Speech2UnifiedExpressions: Synchronous Synthesis of Co-Speech Affective Face and Body Expressions from Affordable Inputs

We present a multimodal learning-based method to simultaneously synthesize co-speech facial expressions and upper-body gestures for digital characters using RGB video data captured using commodity cameras. Our approach learns from sparse face landmarks and upper-body joints, estimated directly from video data, to generate plausible emotive character motions. Given a speech audio waveform and a token sequence of the speaker's face landmark motion and body-joint motion computed from a video, our method synthesizes the motion sequences for the speaker's face landmarks and body joints to match the content and the affect of the speech. We design a generator consisting of a set of encoders to transform all the inputs into a multimodal embedding space capturing their correlations, followed by a pair of decoders to synthesize the desired face and pose motions. To enhance the plausibility of synthesis, we use an adversarial discriminator that learns to differentiate between the face and pose motions computed from the original videos and our synthesized motions based on their affective expressions.

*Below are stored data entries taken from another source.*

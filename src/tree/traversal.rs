//! Full-tree traversals over a [`BalancedMap`](super::BalancedMap).
//!
//! Both iterators borrow the map immutably and walk it with an explicit
//! stack, so the map cannot change underneath them.

use std::iter::FusedIterator;

use super::node::Node;

// =============================================================================
// In-order
// =============================================================================

/// An iterator visiting entries in ascending key order (left, node, right).
///
/// Created by [`BalancedMap::in_order`](super::BalancedMap::in_order) and
/// [`BalancedMap::iter`](super::BalancedMap::iter).
pub struct InOrder<'a, K, V> {
    /// Nodes whose left subtree has been queued but which are not yet yielded.
    stack: Vec<&'a Node<K, V>>,
    remaining: usize,
}

impl<'a, K, V> InOrder<'a, K, V> {
    pub(crate) fn new(root: Option<&'a Node<K, V>>, length: usize) -> Self {
        let capacity = super::node::height(root) as usize;
        let mut iterator = Self {
            stack: Vec::with_capacity(capacity),
            remaining: length,
        };
        iterator.push_left_spine(root);
        iterator
    }

    fn push_left_spine(&mut self, mut current: Option<&'a Node<K, V>>) {
        while let Some(node) = current {
            self.stack.push(node);
            current = node.left.as_deref();
        }
    }
}

impl<'a, K, V> Iterator for InOrder<'a, K, V> {
    type Item = (&'a K, &'a V);

    fn next(&mut self) -> Option<Self::Item> {
        let node = self.stack.pop()?;
        self.push_left_spine(node.right.as_deref());
        self.remaining = self.remaining.saturating_sub(1);
        Some((&node.key, &node.value))
    }

    fn size_hint(&self) -> (usize, Option<usize>) {
        (self.remaining, Some(self.remaining))
    }
}

impl<K, V> ExactSizeIterator for InOrder<'_, K, V> {
    fn len(&self) -> usize {
        self.remaining
    }
}

impl<K, V> FusedIterator for InOrder<'_, K, V> {}

// =============================================================================
// Pre-order
// =============================================================================

/// An iterator visiting every node before its children (node, left, right).
///
/// Pre-order exposes the shape of the tree: the first entry is always the
/// root. Created by [`BalancedMap::pre_order`](super::BalancedMap::pre_order).
pub struct PreOrder<'a, K, V> {
    stack: Vec<&'a Node<K, V>>,
    remaining: usize,
}

impl<'a, K, V> PreOrder<'a, K, V> {
    pub(crate) fn new(root: Option<&'a Node<K, V>>, length: usize) -> Self {
        // A pending right sibling per level plus the current node.
        let capacity = super::node::height(root) as usize + 1;
        let mut stack = Vec::with_capacity(capacity);
        stack.extend(root);
        Self {
            stack,
            remaining: length,
        }
    }
}

impl<'a, K, V> Iterator for PreOrder<'a, K, V> {
    type Item = (&'a K, &'a V);

    fn next(&mut self) -> Option<Self::Item> {
        let node = self.stack.pop()?;
        self.stack.extend(node.right.as_deref());
        self.stack.extend(node.left.as_deref());
        self.remaining = self.remaining.saturating_sub(1);
        Some((&node.key, &node.value))
    }

    fn size_hint(&self) -> (usize, Option<usize>) {
        (self.remaining, Some(self.remaining))
    }
}

impl<K, V> ExactSizeIterator for PreOrder<'_, K, V> {
    fn len(&self) -> usize {
        self.remaining
    }
}

impl<K, V> FusedIterator for PreOrder<'_, K, V> {}
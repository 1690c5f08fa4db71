//! # balanced-map
//!
//! An ordered in-memory map backed by an AVL tree.
//!
//! ## Overview
//!
//! [`BalancedMap`] stores key-value pairs in a self-balancing binary search
//! tree. Every node caches the height of its subtree and the tree keeps the
//! heights of sibling subtrees within one of each other, so lookups,
//! insertions and removals all run in O(log n).
//!
//! - `insert` overwrites the value of an existing key in place
//! - `search` (alias `get`) returns `None` for absent keys
//! - `remove` reports whether a key was actually removed
//! - `in_order` / `pre_order` walk the whole tree for inspection
//!
//! ## Feature Flags
//!
//! - `tracing`: emit `tracing` trace events for rotations and structural
//!   changes
//!
//! ## Example
//!
//! ```rust
//! use balanced_map::BalancedMap;
//!
//! let mut map = BalancedMap::new();
//! map.insert(10, "ten");
//! map.insert(20, "twenty");
//! map.insert(30, "thirty");
//!
//! // The third insert rotated 20 up to the root.
//! let pre_order: Vec<i32> = map.pre_order().map(|(key, _)| *key).collect();
//! assert_eq!(pre_order, vec![20, 10, 30]);
//!
//! assert_eq!(map.search(&20), Some(&"twenty"));
//! assert!(map.remove(&20));
//! assert_eq!(map.search(&20), None);
//! ```

#![forbid(unsafe_code)]
#![warn(missing_docs)]
#![warn(clippy::all)]
#![warn(clippy::pedantic)]
#![warn(clippy::nursery)]

/// Emits a `tracing` trace event when the `tracing` feature is enabled.
macro_rules! trace_event {
    ($($argument:tt)*) => {
        #[cfg(feature = "tracing")]
        tracing::trace!($($argument)*);
    };
}

/// Prelude module for convenient imports.
///
/// # Usage
///
/// ```rust
/// use balanced_map::prelude::*;
///
/// let mut map: BalancedMap<&str, u32> = BalancedMap::new();
/// map.insert("answer", 42);
/// assert!(map.validate().is_ok());
/// ```
pub mod prelude {
    pub use crate::tree::*;
}

pub mod tree;

pub use tree::{BalancedMap, InOrder, InvariantViolation, PreOrder};
mod support;

use sqlpolicy::classifier::overrides::{apply_overrides, overrides_from_json};
use sqlpolicy::classifier::policy_classifier::classify_catalog;
use sqlpolicy::classifier::rules::RuleSet;
use sqlpolicy::model::policy::Policy;
use sqlpolicy::pipeline::DatabaseContext;
use support::load_fixture_catalog;

#[test]
fn injected_rules_replace_the_builtin_list() {
    let catalog = load_fixture_catalog("concert_singer", "concert_singer");
    let rules = RuleSet::from_json(
        r#"[
            {"policy": "Hidden", "matcher": {"exact": "name"}},
            {"policy": "AggOnly", "matcher": {"contains": "capacity"}}
        ]"#,
    )
    .expect("rules should parse");

    let policies = classify_catalog(&catalog, &rules);
    assert_eq!(policies.get("singer.Name"), Some(Policy::Hidden));
    assert_eq!(policies.get("stadium.Name"), Some(Policy::Hidden));
    assert_eq!(policies.get("stadium.Capacity"), Some(Policy::AggOnly));
    // Nothing else matches, so the built-in identifier rule no longer applies.
    assert_eq!(policies.get("singer.Singer_ID"), Some(Policy::Public));
    assert_eq!(policies.get("singer.Email"), Some(Policy::Public));
}

#[test]
fn overrides_apply_per_database_and_only_to_known_columns() {
    let catalog = load_fixture_catalog("concert_singer", "concert_singer");
    let mut policies = classify_catalog(&catalog, &RuleSet::default());
    let before = policies.clone();

    let overrides = overrides_from_json(
        r#"[
            {"db_id": "concert_singer", "table": "singer", "column": "Country", "final_policy": "Hidden"},
            {"db_id": "concert_singer", "table": "singer", "column": "Nickname", "final_policy": "Hidden"},
            {"db_id": "other_db", "table": "singer", "column": "Name", "final_policy": "Hidden"}
        ]"#,
    )
    .expect("overrides should parse");

    assert_eq!(apply_overrides(&mut policies, &overrides, "concert_singer"), 1);
    assert_eq!(policies.get("singer.Country"), Some(Policy::Hidden));
    assert_eq!(policies.get("singer.Nickname"), None);
    assert_eq!(policies.get("singer.Name"), Some(Policy::Public));
    assert_eq!(policies.len(), before.len());
}

#[test]
fn classification_is_idempotent() {
    let catalog = load_fixture_catalog("concert_singer", "concert_singer");
    let first = DatabaseContext::new(catalog.clone(), &RuleSet::default(), &[]);
    let second = DatabaseContext::new(catalog, &RuleSet::default(), &[]);
    assert_eq!(first.policies, second.policies);
}
use serde::{Deserialize, Serialize};

use crate::model::label::{GoldLabel, NegativeExample};
use crate::model::policy::{PolicyMap, Violation};

/// One labeled query as written to `<split>.json`.
#[derive(Debug, Clone, PartialEq, Eq, Serialize, Deserialize)]
pub struct DatasetRecord {
    /// `<split>_<index>` with a five-digit zero-padded index.
    pub id: String,
    /// Owning database.
    pub db_id: String,
    /// Natural-language question.
    pub question: String,
    /// Query text as given.
    pub original_sql: String,
    /// Policy map of the owning database.
    pub column_policies: PolicyMap,
    /// Violations of the original query.
    pub violations_original: Vec<Violation>,
    /// Compliant SQL or refusal.
    pub gold_label: GoldLabel,
    /// Zero or one known-violating variant.
    pub negative_examples: Vec<NegativeExample>,
}

impl DatasetRecord {
    /// Record id for the `index`-th example of `split`.
    pub fn make_id(split: &str, index: usize) -> String {
        format!("{split}_{index:05}")
    }

    /// True when the original query violates at least one policy.
    pub fn has_violations(&self) -> bool {
        !self.violations_original.is_empty()
    }
}
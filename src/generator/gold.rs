use crate::analyzer::extractor::has_wildcard_select;
use crate::generator::rewriter::{rewrite, RefusalReason, RewriteConfig, RewriteOutcome};
use crate::model::catalog::Catalog;
use crate::model::label::GoldLabel;
use crate::model::policy::{PolicyMap, Violation};
use crate::model::query::Query;

/// Terminal state of the accept/refuse decision.
#[derive(Debug, Clone, PartialEq, Eq)]
pub enum Decision {
    /// The query cannot be answered under the policy.
    Refused(RefusalReason),
    /// No violations: the original text is the answer.
    Passthrough(String),
    /// Violations were repaired by the rewrite engine.
    Rewritten(String),
}

impl Decision {
    /// The gold label this decision produces.
    pub fn label(&self) -> GoldLabel {
        match self {
            Decision::Refused(_) => GoldLabel::Refuse,
            Decision::Passthrough(sql) | Decision::Rewritten(sql) => GoldLabel::Sql(sql.clone()),
        }
    }

    /// Refusal reason, when refused.
    pub fn refusal_reason(&self) -> Option<&RefusalReason> {
        match self {
            Decision::Refused(reason) => Some(reason),
            _ => None,
        }
    }
}

impl From<Decision> for GoldLabel {
    fn from(decision: Decision) -> Self {
        match decision {
            Decision::Refused(_) => GoldLabel::Refuse,
            Decision::Passthrough(sql) | Decision::Rewritten(sql) => GoldLabel::Sql(sql),
        }
    }
}

/// Decide the gold label of a query.
///
/// A bare top-level `*` is refused before violations are consulted. Without
/// violations the original text passes through; otherwise the rewrite engine
/// decides.
pub fn decide(
    sql: &str,
    query: &Query,
    violations: &[Violation],
    catalog: &Catalog,
    policies: &PolicyMap,
    config: &RewriteConfig,
) -> Decision {
    if has_wildcard_select(query) {
        return Decision::Refused(RefusalReason::WildcardSelect);
    }
    if violations.is_empty() {
        return Decision::Passthrough(sql.to_string());
    }
    match rewrite(sql, violations, catalog, policies, config) {
        RewriteOutcome::Success(text) => Decision::Rewritten(text),
        RewriteOutcome::Failure(reason) => Decision::Refused(reason),
    }
}

#[cfg(test)]
mod tests {
    use super::*;
    use crate::model::catalog::{ColumnId, TableId};
    use crate::model::query::{SelectItem, SelectList, TableUnit};

    fn catalog() -> Catalog {
        Catalog::builder("db").table("users", &["name"]).build()
    }

    fn select(item: SelectItem) -> Query {
        Query::simple(
            SelectList {
                distinct: false,
                items: vec![item],
            },
            vec![TableUnit::Base(TableId(0))],
        )
    }

    #[test]
    fn wildcard_is_refused_even_without_violations() {
        let decision = decide(
            "SELECT * FROM users",
            &select(SelectItem::column(ColumnId::WILDCARD)),
            &[],
            &catalog(),
            &PolicyMap::new(),
            &RewriteConfig::default(),
        );
        assert_eq!(decision, Decision::Refused(RefusalReason::WildcardSelect));
        assert!(decision.label().is_refuse());
    }

    #[test]
    fn compliant_query_passes_through() {
        let decision = decide(
            "SELECT name FROM users",
            &select(SelectItem::column(ColumnId(1))),
            &[],
            &catalog(),
            &PolicyMap::new(),
            &RewriteConfig::default(),
        );
        assert_eq!(
            GoldLabel::from(decision),
            GoldLabel::Sql("SELECT name FROM users".to_string())
        );
    }
}
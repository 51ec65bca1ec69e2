/// Accept/refuse decision procedure producing gold labels.
pub mod gold;
/// Single-edit mutation generator for negative examples.
pub mod mutation;
/// Bounded, priority-ordered rewrite engine and refusal reasons.
pub mod rewriter;
/// Name-based SQL text edits shared by the rewriter and mutation generator.
pub mod text;
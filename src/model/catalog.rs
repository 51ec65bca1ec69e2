use serde::{Deserialize, Serialize};
use std::collections::{BTreeMap, BTreeSet};
use std::path::Path;

use crate::error::{AuditError, Result};
use crate::parser::names::normalize_identifier;

/// Index of a column in a [`Catalog`]. Index `0` is the wildcard `*`.
#[derive(Debug, Clone, Copy, PartialEq, Eq, Hash, PartialOrd, Ord, Serialize, Deserialize)]
#[serde(transparent)]
pub struct ColumnId(pub usize);

impl ColumnId {
    /// The wildcard column `*`.
    pub const WILDCARD: ColumnId = ColumnId(0);

    /// True for the wildcard column.
    pub fn is_wildcard(self) -> bool {
        self == Self::WILDCARD
    }
}

/// Index of a table in a [`Catalog`].
#[derive(Debug, Clone, Copy, PartialEq, Eq, Hash, PartialOrd, Ord, Serialize, Deserialize)]
#[serde(transparent)]
pub struct TableId(pub usize);

/// A single catalog column.
#[derive(Debug, Clone, PartialEq, Eq)]
pub struct CatalogColumn {
    /// Owning table, `None` for the wildcard.
    pub table: Option<TableId>,
    /// Column name as declared.
    pub name: String,
    /// Declared type (`text`, `number`, ...); empty when unknown.
    pub data_type: String,
}

/// Per-database table/column registry.
///
/// Built once per database and shared read-only by every query against it.
#[derive(Debug, Clone, PartialEq, Eq)]
pub struct Catalog {
    db_id: String,
    table_names: Vec<String>,
    columns: Vec<CatalogColumn>,
    primary_keys: BTreeSet<ColumnId>,
    foreign_keys: Vec<(ColumnId, ColumnId)>,
}

impl Catalog {
    /// Start building a catalog for `db_id`.
    pub fn builder(db_id: impl Into<String>) -> CatalogBuilder {
        CatalogBuilder {
            db_id: db_id.into(),
            table_names: Vec::new(),
            columns: vec![wildcard_column()],
            primary_keys: BTreeSet::new(),
            foreign_keys: Vec::new(),
        }
    }

    /// Database identifier.
    pub fn db_id(&self) -> &str {
        &self.db_id
    }

    /// Declared table names, indexed by [`TableId`].
    pub fn table_names(&self) -> &[String] {
        &self.table_names
    }

    /// Number of columns including the wildcard.
    pub fn column_count(&self) -> usize {
        self.columns.len()
    }

    /// Name of a table.
    pub fn table_name(&self, id: TableId) -> Result<&str> {
        self.table_names
            .get(id.0)
            .map(String::as_str)
            .ok_or(AuditError::UnresolvableTableIndex { index: id.0 })
    }

    /// Look up a table by case-insensitive name.
    pub fn table_id(&self, name: &str) -> Option<TableId> {
        let wanted = normalize_identifier(name);
        self.table_names
            .iter()
            .position(|t| normalize_identifier(t) == wanted)
            .map(TableId)
    }

    /// Column metadata for an index.
    pub fn column(&self, id: ColumnId) -> Result<&CatalogColumn> {
        self.columns
            .get(id.0)
            .ok_or(AuditError::UnresolvableColumnIndex { index: id.0 })
    }

    /// Resolve a column index to its `(table, column)` pair.
    ///
    /// Fails for indices outside the catalog and for the table-less wildcard.
    pub fn resolve(&self, id: ColumnId) -> Result<(&str, &str)> {
        let column = self.column(id)?;
        let table = column
            .table
            .ok_or(AuditError::UnresolvableColumnIndex { index: id.0 })?;
        Ok((self.table_name(table)?, column.name.as_str()))
    }

    /// Columns of a table in declaration order.
    pub fn columns_of(&self, table: TableId) -> impl Iterator<Item = (ColumnId, &CatalogColumn)> {
        self.columns
            .iter()
            .enumerate()
            .filter(move |(_, c)| c.table == Some(table))
            .map(|(idx, c)| (ColumnId(idx), c))
    }

    /// Every non-wildcard column in declaration order.
    pub fn all_columns(&self) -> impl Iterator<Item = (ColumnId, &CatalogColumn)> {
        self.columns
            .iter()
            .enumerate()
            .filter(|(_, c)| c.table.is_some())
            .map(|(idx, c)| (ColumnId(idx), c))
    }

    /// Look up a column of `table` by case-insensitive name.
    pub fn column_id(&self, table: TableId, name: &str) -> Option<ColumnId> {
        let wanted = normalize_identifier(name);
        self.columns_of(table)
            .find(|(_, c)| normalize_identifier(&c.name) == wanted)
            .map(|(id, _)| id)
    }

    /// True when the column is part of its table's primary key.
    pub fn is_primary_key(&self, id: ColumnId) -> bool {
        self.primary_keys.contains(&id)
    }

    /// Declared foreign keys as `(from, to)` column pairs.
    pub fn foreign_keys(&self) -> &[(ColumnId, ColumnId)] {
        &self.foreign_keys
    }
}

fn wildcard_column() -> CatalogColumn {
    CatalogColumn {
        table: None,
        name: "*".to_string(),
        data_type: "text".to_string(),
    }
}

/// Incremental [`Catalog`] construction, mostly for tests and fixtures.
#[derive(Debug, Clone)]
pub struct CatalogBuilder {
    db_id: String,
    table_names: Vec<String>,
    columns: Vec<CatalogColumn>,
    primary_keys: BTreeSet<ColumnId>,
    foreign_keys: Vec<(ColumnId, ColumnId)>,
}

impl CatalogBuilder {
    /// Append a table and its columns.
    pub fn table(mut self, name: &str, columns: &[&str]) -> Self {
        let table = TableId(self.table_names.len());
        self.table_names.push(name.to_string());
        for column in columns {
            self.columns.push(CatalogColumn {
                table: Some(table),
                name: (*column).to_string(),
                data_type: String::new(),
            });
        }
        self
    }

    /// Mark `table.column` as a primary-key column. Unknown names are ignored.
    pub fn primary_key(mut self, table: &str, column: &str) -> Self {
        if let Some(id) = self.find(table, column) {
            self.primary_keys.insert(id);
        }
        self
    }

    /// Record a foreign key between two declared columns. Unknown names are ignored.
    pub fn foreign_key(mut self, from: (&str, &str), to: (&str, &str)) -> Self {
        if let (Some(a), Some(b)) = (self.find(from.0, from.1), self.find(to.0, to.1)) {
            self.foreign_keys.push((a, b));
        }
        self
    }

    fn find(&self, table: &str, column: &str) -> Option<ColumnId> {
        let table = self.table_names.iter().position(|t| t == table)?;
        self.columns
            .iter()
            .position(|c| c.table == Some(TableId(table)) && c.name == column)
            .map(ColumnId)
    }

    /// Finish construction.
    pub fn build(self) -> Catalog {
        Catalog {
            db_id: self.db_id,
            table_names: self.table_names,
            columns: self.columns,
            primary_keys: self.primary_keys,
            foreign_keys: self.foreign_keys,
        }
    }
}

/// Primary-key entry of a Spider schema: a single column or a composite key.
#[derive(Debug, Clone, PartialEq, Eq, Serialize, Deserialize)]
#[serde(untagged)]
pub enum PrimaryKeyEntry {
    /// Single-column key.
    Single(usize),
    /// Composite key.
    Composite(Vec<usize>),
}

/// One database entry of a Spider `tables.json` file.
#[derive(Debug, Clone, PartialEq, Eq, Serialize, Deserialize)]
pub struct SpiderSchema {
    /// Database identifier.
    pub db_id: String,
    /// Table names as declared in the database.
    pub table_names_original: Vec<String>,
    /// `(table_index, column_name)`; the first entry is `(-1, "*")`.
    pub column_names_original: Vec<(i64, String)>,
    /// Declared column types, parallel to `column_names_original`.
    #[serde(default)]
    pub column_types: Vec<String>,
    /// Primary-key column indices.
    #[serde(default)]
    pub primary_keys: Vec<PrimaryKeyEntry>,
    /// Foreign keys as `(from_column, to_column)` indices.
    #[serde(default)]
    pub foreign_keys: Vec<(usize, usize)>,
}

impl TryFrom<SpiderSchema> for Catalog {
    type Error = AuditError;

    fn try_from(schema: SpiderSchema) -> Result<Self> {
        let table_count = schema.table_names_original.len();
        let column_count = schema.column_names_original.len();

        // Column and key indices are positions in `column_names_original`,
        // so the leading `(-1, "*")` entry must be there and nowhere else.
        let invalid = |message: &str| AuditError::InvalidSchema {
            db_id: schema.db_id.clone(),
            message: message.to_string(),
        };
        let mut columns = Vec::with_capacity(column_count);
        for (idx, (table_idx, name)) in schema.column_names_original.iter().enumerate() {
            let table = match usize::try_from(*table_idx) {
                Ok(_) if idx == 0 => {
                    return Err(invalid("first column must be the (-1, \"*\") wildcard"))
                }
                Ok(t) if t < table_count => Some(TableId(t)),
                Ok(t) => return Err(AuditError::UnresolvableTableIndex { index: t }),
                Err(_) if idx == 0 => None,
                Err(_) => return Err(invalid("only the first column may belong to no table")),
            };
            columns.push(CatalogColumn {
                table,
                name: name.clone(),
                data_type: schema.column_types.get(idx).cloned().unwrap_or_default(),
            });
        }
        if columns.is_empty() {
            return Err(invalid("column list is empty"));
        }

        let check = |idx: usize| -> Result<ColumnId> {
            if idx < columns.len() {
                Ok(ColumnId(idx))
            } else {
                Err(AuditError::UnresolvableColumnIndex { index: idx })
            }
        };

        let mut primary_keys = BTreeSet::new();
        for entry in &schema.primary_keys {
            match entry {
                PrimaryKeyEntry::Single(idx) => {
                    primary_keys.insert(check(*idx)?);
                }
                PrimaryKeyEntry::Composite(indices) => {
                    for idx in indices {
                        primary_keys.insert(check(*idx)?);
                    }
                }
            }
        }

        let foreign_keys = schema
            .foreign_keys
            .iter()
            .map(|(from, to)| Ok((check(*from)?, check(*to)?)))
            .collect::<Result<Vec<_>>>()?;

        Ok(Catalog {
            db_id: schema.db_id,
            table_names: schema.table_names_original,
            columns,
            primary_keys,
            foreign_keys,
        })
    }
}

/// Parse a Spider `tables.json` document into catalogs keyed by database id.
pub fn catalogs_from_json(json: &str) -> Result<BTreeMap<String, Catalog>> {
    let schemas: Vec<SpiderSchema> = serde_json::from_str(json)?;
    schemas
        .into_iter()
        .map(|schema| {
            let catalog = Catalog::try_from(schema)?;
            Ok((catalog.db_id().to_string(), catalog))
        })
        .collect()
}

/// Read and parse a Spider `tables.json` file.
pub fn load_catalogs(path: &Path) -> Result<BTreeMap<String, Catalog>> {
    let json = std::fs::read_to_string(path).map_err(|e| AuditError::io(path, e))?;
    catalogs_from_json(&json)
}

#[cfg(test)]
mod tests {
    use super::*;

    const TABLES_JSON: &str = r#"[{
        "db_id": "concert_singer",
        "table_names_original": ["stadium", "singer"],
        "column_names_original": [[-1, "*"], [0, "Stadium_ID"], [0, "Name"], [1, "Singer_ID"], [1, "Name"], [1, "Email"]],
        "column_types": ["text", "number", "text", "number", "text", "text"],
        "primary_keys": [1, [3]],
        "foreign_keys": [[3, 1]]
    }]"#;

    #[test]
    fn spider_schema_builds_catalog() {
        let catalogs = catalogs_from_json(TABLES_JSON).expect("tables.json should parse");
        let catalog = &catalogs["concert_singer"];

        assert_eq!(catalog.table_names(), ["stadium", "singer"]);
        assert_eq!(catalog.column_count(), 6);
        assert_eq!(catalog.resolve(ColumnId(4)).unwrap(), ("singer", "Name"));
        assert!(catalog.is_primary_key(ColumnId(1)));
        assert!(catalog.is_primary_key(ColumnId(3)));
        assert!(!catalog.is_primary_key(ColumnId(4)));
        assert_eq!(catalog.foreign_keys(), [(ColumnId(3), ColumnId(1))]);
        assert_eq!(catalog.column(ColumnId(5)).unwrap().data_type, "text");
    }

    #[test]
    fn resolve_rejects_out_of_range_and_wildcard() {
        let catalogs = catalogs_from_json(TABLES_JSON).unwrap();
        let catalog = &catalogs["concert_singer"];

        assert!(matches!(
            catalog.resolve(ColumnId(42)),
            Err(AuditError::UnresolvableColumnIndex { index: 42 })
        ));
        assert!(catalog.resolve(ColumnId::WILDCARD).is_err());
    }

    #[test]
    fn lookups_are_case_insensitive() {
        let catalog = Catalog::builder("db")
            .table("Singer", &["Singer_ID", "Name"])
            .primary_key("Singer", "Singer_ID")
            .build();

        let table = catalog.table_id("singer").expect("table should resolve");
        assert_eq!(catalog.column_id(table, "singer_id"), Some(ColumnId(1)));
        assert_eq!(catalog.column_id(table, "missing"), None);
        assert!(catalog.is_primary_key(ColumnId(1)));
    }

    #[test]
    fn spider_schema_without_leading_wildcard_is_rejected() {
        let json = r#"[{
            "db_id": "unshifted",
            "table_names_original": ["t"],
            "column_names_original": [[0, "a"], [0, "b"]],
            "primary_keys": [0]
        }]"#;
        let err = catalogs_from_json(json).expect_err("missing wildcard should fail");
        assert!(
            matches!(&err, AuditError::InvalidSchema { db_id, .. } if db_id == "unshifted"),
            "{err}"
        );
    }

    #[test]
    fn spider_schema_rejects_misplaced_wildcard() {
        let json = r#"[{
            "db_id": "misplaced",
            "table_names_original": ["t"],
            "column_names_original": [[-1, "*"], [0, "a"], [-1, "*"]]
        }]"#;
        assert!(matches!(
            catalogs_from_json(json),
            Err(AuditError::InvalidSchema { .. })
        ));
    }

    #[test]
    fn spider_schema_rejects_bad_table_index() {
        let json = r#"[{
            "db_id": "broken",
            "table_names_original": ["t"],
            "column_names_original": [[-1, "*"], [3, "x"]]
        }]"#;
        let err = catalogs_from_json(json).expect_err("bad table index should fail");
        assert!(matches!(err, AuditError::UnresolvableTableIndex { index: 3 }));
    }
}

To evaluate our approach, we extend the TED Gesture Dataset to include view-normalized, co-speech face landmarks in addition to body gestures. We demonstrate the performance of our method through thorough quantitative and qualitative experiments on multiple evaluation metrics and via a user study. We observe that our method results in low reconstruction error and produces synthesized samples with diverse facial expressions and body gestures for digital characters.

翻译：我们提出一种基于多模态学习的方法，能够利用消费级摄像头采集的RGB视频数据，同时为数字角色合成与语音同步的面部表情和上半身手势。我们的方法从视频数据中直接估计的稀疏面部关键点和上半身关节点进行学习，以生成具有合理情感表现的角色动作。给定一段语音音频波形，以及从视频中计算得到的说话者面部关键点运动和身体关节运动的标记序列，我们的方法能够合成说话者面部关键点和身体关节的运动序列，以匹配语音的内容和情感。我们设计了一个生成器，它包含一组编码器，用于将所有输入转换到一个捕获其相关性的多模态嵌入空间，随后通过一对解码器合成所需的面部和姿态运动。为了增强合成的合理性，我们采用了一个对抗性判别器，该判别器学习根据情感表达来区分从原始视频计算出的面部与姿态运动和我们合成的运动。为了评估我们的方法，我们在TED手势数据集的基础上进行了扩展，使其除了身体手势外，还包含了视角归一化的、与语音同步的面部关键点数据。我们通过在多组评估指标上进行全面的定量与定性实验，以及一项用户研究，展示了我们方法的性能。我们观察到，我们的方法实现了较低的重建误差，并为数字角色生成了具有多样化面部表情和身体手势的合成样本。